» Input for this task
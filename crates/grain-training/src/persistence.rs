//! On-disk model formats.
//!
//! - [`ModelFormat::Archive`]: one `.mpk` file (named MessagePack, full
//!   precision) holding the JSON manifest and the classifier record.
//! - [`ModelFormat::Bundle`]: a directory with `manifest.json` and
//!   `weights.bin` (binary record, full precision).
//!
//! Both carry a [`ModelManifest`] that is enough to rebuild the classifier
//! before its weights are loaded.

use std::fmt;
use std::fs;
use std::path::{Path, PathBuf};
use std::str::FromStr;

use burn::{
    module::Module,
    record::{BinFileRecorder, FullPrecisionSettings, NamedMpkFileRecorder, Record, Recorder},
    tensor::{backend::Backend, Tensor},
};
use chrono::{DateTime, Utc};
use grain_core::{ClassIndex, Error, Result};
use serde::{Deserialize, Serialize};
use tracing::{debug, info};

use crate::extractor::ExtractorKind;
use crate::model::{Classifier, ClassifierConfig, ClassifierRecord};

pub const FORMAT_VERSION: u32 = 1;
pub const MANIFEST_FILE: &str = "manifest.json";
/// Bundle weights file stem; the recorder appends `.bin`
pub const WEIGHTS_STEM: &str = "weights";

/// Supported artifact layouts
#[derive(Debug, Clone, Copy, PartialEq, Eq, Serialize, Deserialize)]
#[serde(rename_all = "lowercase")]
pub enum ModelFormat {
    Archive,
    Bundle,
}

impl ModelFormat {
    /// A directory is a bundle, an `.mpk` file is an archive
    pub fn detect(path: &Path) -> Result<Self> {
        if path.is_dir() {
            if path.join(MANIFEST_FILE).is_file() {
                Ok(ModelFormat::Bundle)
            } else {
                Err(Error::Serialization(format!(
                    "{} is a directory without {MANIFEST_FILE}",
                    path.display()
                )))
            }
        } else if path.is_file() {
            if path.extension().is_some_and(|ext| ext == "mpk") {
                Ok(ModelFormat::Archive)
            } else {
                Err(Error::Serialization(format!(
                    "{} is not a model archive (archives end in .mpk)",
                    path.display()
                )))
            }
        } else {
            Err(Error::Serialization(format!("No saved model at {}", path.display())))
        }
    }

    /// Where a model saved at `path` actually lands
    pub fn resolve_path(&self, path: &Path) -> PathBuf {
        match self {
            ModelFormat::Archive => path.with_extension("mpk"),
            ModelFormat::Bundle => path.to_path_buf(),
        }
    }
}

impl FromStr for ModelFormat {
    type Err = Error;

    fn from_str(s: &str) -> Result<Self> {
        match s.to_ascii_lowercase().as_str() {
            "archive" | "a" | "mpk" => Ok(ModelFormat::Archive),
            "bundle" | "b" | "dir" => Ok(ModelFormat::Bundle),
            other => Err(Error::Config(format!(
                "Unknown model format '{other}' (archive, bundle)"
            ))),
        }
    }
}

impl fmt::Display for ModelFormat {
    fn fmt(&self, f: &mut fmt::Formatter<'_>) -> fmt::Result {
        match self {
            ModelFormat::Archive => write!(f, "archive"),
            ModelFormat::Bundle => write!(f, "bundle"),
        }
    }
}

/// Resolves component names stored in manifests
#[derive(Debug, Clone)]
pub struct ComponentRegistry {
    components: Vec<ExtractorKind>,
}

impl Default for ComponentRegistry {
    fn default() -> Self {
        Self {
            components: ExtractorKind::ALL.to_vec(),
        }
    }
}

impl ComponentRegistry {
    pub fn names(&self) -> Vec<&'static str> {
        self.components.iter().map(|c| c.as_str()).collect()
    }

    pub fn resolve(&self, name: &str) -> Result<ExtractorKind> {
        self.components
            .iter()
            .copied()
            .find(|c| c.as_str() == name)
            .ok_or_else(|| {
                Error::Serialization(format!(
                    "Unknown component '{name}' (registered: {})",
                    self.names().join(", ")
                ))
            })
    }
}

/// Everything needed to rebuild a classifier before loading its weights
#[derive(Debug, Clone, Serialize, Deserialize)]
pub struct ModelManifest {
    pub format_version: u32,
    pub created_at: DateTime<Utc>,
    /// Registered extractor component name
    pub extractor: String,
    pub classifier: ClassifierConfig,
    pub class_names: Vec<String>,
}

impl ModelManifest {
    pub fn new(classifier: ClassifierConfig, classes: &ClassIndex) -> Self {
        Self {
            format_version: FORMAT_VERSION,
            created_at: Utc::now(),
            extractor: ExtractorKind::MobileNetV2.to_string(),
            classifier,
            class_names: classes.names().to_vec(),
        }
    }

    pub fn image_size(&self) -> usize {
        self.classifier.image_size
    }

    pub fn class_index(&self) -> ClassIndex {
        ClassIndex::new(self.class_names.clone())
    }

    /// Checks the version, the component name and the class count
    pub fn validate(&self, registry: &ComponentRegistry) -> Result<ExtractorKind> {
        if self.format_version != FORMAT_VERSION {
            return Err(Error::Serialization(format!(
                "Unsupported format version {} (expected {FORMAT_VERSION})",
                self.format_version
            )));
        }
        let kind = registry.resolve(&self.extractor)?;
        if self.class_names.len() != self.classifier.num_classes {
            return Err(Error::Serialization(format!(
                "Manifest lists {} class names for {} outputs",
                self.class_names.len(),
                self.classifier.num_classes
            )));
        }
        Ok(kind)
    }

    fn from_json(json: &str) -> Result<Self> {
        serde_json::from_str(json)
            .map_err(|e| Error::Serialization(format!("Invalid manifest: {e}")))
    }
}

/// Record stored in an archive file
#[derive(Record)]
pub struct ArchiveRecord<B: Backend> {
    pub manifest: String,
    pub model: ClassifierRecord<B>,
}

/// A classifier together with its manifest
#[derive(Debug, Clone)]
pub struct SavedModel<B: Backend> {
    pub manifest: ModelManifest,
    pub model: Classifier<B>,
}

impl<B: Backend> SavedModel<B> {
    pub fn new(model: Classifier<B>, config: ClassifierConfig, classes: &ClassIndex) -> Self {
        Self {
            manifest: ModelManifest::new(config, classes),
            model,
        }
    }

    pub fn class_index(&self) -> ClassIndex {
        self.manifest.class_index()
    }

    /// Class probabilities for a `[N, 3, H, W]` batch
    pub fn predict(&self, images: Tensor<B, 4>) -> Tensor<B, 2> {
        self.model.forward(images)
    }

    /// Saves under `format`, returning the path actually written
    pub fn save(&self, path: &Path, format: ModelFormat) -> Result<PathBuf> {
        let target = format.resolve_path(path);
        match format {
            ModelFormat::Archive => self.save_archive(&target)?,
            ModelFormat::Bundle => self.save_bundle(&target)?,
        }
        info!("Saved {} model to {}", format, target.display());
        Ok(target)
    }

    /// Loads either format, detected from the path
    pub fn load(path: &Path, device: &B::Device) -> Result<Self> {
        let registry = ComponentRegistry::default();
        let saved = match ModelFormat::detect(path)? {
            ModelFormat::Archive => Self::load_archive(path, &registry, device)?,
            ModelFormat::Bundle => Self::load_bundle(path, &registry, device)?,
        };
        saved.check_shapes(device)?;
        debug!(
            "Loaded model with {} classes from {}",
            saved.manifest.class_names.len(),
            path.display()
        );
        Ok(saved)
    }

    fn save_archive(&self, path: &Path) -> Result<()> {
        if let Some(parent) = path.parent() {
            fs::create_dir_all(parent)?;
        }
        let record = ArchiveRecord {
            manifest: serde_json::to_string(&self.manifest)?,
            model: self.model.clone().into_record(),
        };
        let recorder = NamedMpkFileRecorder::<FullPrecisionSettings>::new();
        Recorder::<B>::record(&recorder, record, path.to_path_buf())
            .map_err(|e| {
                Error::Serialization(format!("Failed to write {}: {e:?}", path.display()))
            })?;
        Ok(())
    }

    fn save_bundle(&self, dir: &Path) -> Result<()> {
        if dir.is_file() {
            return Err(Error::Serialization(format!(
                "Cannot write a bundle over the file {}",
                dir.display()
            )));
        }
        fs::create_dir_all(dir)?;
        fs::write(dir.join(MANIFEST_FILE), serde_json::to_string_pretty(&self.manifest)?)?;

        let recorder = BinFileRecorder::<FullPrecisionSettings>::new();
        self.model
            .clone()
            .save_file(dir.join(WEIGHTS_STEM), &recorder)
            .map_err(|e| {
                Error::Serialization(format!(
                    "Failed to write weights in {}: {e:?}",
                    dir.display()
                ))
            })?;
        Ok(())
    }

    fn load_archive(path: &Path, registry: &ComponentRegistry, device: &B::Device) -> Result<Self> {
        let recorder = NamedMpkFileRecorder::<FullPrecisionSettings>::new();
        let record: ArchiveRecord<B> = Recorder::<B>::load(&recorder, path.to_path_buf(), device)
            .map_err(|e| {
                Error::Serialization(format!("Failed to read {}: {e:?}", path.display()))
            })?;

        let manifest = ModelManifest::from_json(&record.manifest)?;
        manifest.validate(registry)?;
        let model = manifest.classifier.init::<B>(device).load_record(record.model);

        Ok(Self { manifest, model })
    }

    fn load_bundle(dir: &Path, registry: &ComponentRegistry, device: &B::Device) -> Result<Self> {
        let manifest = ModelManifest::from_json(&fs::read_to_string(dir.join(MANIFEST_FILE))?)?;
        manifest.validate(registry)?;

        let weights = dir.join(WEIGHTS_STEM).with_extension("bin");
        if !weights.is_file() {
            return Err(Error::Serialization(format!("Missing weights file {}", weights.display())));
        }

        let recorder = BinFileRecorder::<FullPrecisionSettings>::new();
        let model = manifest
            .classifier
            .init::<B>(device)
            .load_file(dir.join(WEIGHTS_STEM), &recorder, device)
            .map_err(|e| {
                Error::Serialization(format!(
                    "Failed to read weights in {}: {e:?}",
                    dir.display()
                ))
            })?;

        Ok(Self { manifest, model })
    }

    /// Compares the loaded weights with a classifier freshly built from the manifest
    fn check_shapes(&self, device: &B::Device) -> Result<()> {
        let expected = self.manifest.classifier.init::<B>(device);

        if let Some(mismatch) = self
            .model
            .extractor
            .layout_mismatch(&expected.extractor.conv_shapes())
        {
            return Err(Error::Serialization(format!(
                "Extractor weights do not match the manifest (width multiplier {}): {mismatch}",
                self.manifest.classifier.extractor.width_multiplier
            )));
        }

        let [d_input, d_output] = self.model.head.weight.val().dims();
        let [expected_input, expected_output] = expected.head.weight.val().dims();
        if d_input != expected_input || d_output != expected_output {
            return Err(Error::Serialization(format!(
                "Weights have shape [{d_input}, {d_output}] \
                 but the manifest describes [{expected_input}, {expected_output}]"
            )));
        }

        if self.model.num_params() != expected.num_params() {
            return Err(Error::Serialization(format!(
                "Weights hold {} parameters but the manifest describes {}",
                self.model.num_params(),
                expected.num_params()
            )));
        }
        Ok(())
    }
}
--
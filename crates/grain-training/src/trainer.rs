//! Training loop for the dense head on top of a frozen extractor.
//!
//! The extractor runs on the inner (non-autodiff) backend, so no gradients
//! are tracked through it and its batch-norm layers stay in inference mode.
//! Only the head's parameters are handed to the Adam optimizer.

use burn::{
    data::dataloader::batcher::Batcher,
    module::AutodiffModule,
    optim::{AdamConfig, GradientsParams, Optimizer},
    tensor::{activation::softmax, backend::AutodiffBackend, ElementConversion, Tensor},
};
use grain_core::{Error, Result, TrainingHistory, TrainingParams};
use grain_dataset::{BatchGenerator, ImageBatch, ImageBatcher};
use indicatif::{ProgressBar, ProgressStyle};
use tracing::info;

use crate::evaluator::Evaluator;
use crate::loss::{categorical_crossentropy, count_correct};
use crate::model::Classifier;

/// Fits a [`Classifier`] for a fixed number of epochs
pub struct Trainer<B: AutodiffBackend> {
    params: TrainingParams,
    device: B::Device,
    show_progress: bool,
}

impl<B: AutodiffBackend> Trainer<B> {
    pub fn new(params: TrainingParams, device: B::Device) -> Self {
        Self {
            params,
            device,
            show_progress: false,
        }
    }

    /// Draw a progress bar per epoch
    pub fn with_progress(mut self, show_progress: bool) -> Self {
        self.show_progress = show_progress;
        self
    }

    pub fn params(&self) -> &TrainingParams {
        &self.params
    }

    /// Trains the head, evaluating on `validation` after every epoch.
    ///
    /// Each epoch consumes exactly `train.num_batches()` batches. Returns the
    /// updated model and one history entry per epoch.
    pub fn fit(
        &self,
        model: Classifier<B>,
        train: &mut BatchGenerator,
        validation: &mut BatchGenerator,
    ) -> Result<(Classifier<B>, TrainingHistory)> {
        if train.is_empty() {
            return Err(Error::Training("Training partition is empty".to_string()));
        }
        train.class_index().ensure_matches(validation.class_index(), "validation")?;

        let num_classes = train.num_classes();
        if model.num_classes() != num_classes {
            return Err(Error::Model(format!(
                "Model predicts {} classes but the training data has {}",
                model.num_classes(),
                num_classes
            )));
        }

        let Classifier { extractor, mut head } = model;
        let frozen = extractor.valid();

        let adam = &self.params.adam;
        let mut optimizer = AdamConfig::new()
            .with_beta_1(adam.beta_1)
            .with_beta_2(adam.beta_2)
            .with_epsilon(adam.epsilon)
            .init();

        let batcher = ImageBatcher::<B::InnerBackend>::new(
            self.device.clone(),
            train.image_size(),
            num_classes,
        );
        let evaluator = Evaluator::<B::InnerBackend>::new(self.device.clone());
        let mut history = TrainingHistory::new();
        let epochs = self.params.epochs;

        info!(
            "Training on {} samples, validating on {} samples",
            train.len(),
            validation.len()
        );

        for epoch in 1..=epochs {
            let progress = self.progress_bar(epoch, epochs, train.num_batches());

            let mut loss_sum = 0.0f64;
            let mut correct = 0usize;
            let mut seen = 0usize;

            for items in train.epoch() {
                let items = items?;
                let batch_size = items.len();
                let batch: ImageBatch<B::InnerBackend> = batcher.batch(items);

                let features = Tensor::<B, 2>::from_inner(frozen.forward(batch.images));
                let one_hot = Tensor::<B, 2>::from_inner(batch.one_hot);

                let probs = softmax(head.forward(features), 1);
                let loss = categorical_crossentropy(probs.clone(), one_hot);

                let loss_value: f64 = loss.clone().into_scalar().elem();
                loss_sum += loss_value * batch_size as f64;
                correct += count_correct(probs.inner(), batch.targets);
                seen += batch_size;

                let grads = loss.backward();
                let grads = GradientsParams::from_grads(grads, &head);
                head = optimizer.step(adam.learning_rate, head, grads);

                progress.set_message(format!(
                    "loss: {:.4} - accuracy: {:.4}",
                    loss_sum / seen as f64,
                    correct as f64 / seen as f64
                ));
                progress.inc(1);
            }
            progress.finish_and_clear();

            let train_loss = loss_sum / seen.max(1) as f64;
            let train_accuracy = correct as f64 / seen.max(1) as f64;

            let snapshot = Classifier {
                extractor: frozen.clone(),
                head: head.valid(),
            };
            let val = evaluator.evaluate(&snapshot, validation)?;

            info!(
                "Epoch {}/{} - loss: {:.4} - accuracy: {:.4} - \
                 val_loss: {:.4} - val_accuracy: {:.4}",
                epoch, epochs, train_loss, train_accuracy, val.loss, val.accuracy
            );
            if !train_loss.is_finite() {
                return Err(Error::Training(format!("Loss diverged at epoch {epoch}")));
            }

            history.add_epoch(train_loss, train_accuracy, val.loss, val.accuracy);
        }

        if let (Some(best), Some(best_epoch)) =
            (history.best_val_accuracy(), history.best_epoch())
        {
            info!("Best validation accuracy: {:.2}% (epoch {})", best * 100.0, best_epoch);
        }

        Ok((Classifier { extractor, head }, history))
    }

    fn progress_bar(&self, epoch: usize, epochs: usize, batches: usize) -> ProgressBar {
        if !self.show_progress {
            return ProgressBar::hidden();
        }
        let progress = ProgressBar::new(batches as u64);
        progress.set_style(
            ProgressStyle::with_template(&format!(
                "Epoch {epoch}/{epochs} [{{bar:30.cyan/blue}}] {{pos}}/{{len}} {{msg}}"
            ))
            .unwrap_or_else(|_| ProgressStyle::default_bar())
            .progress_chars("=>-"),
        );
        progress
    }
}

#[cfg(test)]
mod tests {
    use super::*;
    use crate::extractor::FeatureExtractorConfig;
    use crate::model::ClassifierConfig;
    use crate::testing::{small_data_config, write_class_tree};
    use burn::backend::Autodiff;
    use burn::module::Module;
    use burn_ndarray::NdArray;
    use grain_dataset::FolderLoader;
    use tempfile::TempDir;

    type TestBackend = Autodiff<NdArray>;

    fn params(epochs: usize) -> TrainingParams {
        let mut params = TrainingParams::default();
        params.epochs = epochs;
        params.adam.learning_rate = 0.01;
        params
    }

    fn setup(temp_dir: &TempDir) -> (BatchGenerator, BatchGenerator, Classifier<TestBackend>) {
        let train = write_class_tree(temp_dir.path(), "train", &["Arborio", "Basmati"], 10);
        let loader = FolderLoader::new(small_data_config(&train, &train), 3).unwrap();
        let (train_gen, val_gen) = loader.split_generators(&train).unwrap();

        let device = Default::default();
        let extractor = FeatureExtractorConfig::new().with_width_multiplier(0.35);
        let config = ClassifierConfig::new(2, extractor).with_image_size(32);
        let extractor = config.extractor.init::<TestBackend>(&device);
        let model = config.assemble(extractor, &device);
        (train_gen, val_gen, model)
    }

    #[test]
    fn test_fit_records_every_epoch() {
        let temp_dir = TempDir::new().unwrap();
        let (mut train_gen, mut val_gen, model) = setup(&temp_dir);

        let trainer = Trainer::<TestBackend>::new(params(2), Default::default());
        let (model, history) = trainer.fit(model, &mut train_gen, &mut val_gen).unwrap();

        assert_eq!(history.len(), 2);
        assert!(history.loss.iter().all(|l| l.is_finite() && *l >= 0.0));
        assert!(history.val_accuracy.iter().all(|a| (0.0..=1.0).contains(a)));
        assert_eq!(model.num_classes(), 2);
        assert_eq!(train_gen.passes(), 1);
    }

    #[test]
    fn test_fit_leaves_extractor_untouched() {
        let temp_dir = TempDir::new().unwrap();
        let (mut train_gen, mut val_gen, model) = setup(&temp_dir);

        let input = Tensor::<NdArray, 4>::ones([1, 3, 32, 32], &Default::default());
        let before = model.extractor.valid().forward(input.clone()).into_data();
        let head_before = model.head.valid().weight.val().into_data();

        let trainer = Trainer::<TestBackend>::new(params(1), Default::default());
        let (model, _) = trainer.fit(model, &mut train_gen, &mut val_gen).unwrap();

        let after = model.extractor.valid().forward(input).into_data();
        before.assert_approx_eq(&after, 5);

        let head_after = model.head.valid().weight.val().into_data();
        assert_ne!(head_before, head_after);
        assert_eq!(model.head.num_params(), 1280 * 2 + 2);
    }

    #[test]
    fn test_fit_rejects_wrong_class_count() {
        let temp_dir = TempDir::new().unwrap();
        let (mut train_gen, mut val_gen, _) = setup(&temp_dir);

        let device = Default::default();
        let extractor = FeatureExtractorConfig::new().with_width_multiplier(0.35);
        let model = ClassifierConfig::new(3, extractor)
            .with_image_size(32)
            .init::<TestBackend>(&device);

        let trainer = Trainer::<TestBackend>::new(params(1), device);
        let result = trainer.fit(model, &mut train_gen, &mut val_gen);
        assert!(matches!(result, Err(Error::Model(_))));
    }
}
--
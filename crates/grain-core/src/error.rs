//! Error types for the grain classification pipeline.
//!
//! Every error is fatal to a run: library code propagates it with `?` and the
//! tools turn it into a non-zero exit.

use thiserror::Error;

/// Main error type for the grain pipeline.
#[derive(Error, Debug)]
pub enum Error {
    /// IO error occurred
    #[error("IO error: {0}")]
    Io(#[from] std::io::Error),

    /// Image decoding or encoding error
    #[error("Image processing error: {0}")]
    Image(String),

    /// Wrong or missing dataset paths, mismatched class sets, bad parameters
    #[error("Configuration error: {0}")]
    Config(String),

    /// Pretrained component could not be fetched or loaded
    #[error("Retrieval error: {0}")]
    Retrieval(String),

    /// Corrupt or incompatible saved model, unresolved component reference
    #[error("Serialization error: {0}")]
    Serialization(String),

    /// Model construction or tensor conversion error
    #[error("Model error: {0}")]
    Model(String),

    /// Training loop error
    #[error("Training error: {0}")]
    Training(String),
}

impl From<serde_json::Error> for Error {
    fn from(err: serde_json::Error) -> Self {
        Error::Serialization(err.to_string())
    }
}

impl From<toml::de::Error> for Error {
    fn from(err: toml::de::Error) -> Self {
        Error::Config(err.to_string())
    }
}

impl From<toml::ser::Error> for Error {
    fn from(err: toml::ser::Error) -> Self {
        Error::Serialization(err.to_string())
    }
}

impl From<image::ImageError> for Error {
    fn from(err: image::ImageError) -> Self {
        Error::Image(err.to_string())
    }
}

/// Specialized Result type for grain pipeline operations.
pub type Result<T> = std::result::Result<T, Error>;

» Problem statement
In the listing above, locate the line containing "filename crates/grain-training/src/persistence.rs" and the line containing "Supported artifact layouts", then transcribe both and every line between them verbatim.

» Result for this task
filename crates/grain-training/src/persistence.rs
//! On-disk model formats.
//!
//! - [`ModelFormat::Archive`]: one `.mpk` file (named MessagePack, full
//!   precision) holding the JSON manifest and the classifier record.
//! - [`ModelFormat::Bundle`]: a directory with `manifest.json` and
//!   `weights.bin` (binary record, full precision).
//!
//! Both carry a [`ModelManifest`] that is enough to rebuild the classifier
//! before its weights are loaded.

use std::fmt;
use std::fs;
use std::path::{Path, PathBuf};
use std::str::FromStr;

use burn::{
    module::Module,
    record::{BinFileRecorder, FullPrecisionSettings, NamedMpkFileRecorder, Record, Recorder},
    tensor::{backend::Backend, Tensor},
};
use chrono::{DateTime, Utc};
use grain_core::{ClassIndex, Error, Result};
use serde::{Deserialize, Serialize};
use tracing::{debug, info};

use crate::extractor::ExtractorKind;
use crate::model::{Classifier, ClassifierConfig, ClassifierRecord};

pub const FORMAT_VERSION: u32 = 1;
pub const MANIFEST_FILE: &str = "manifest.json";
/// Bundle weights file stem; the recorder appends `.bin`
pub const WEIGHTS_STEM: &str = "weights";

/// Supported artifact layouts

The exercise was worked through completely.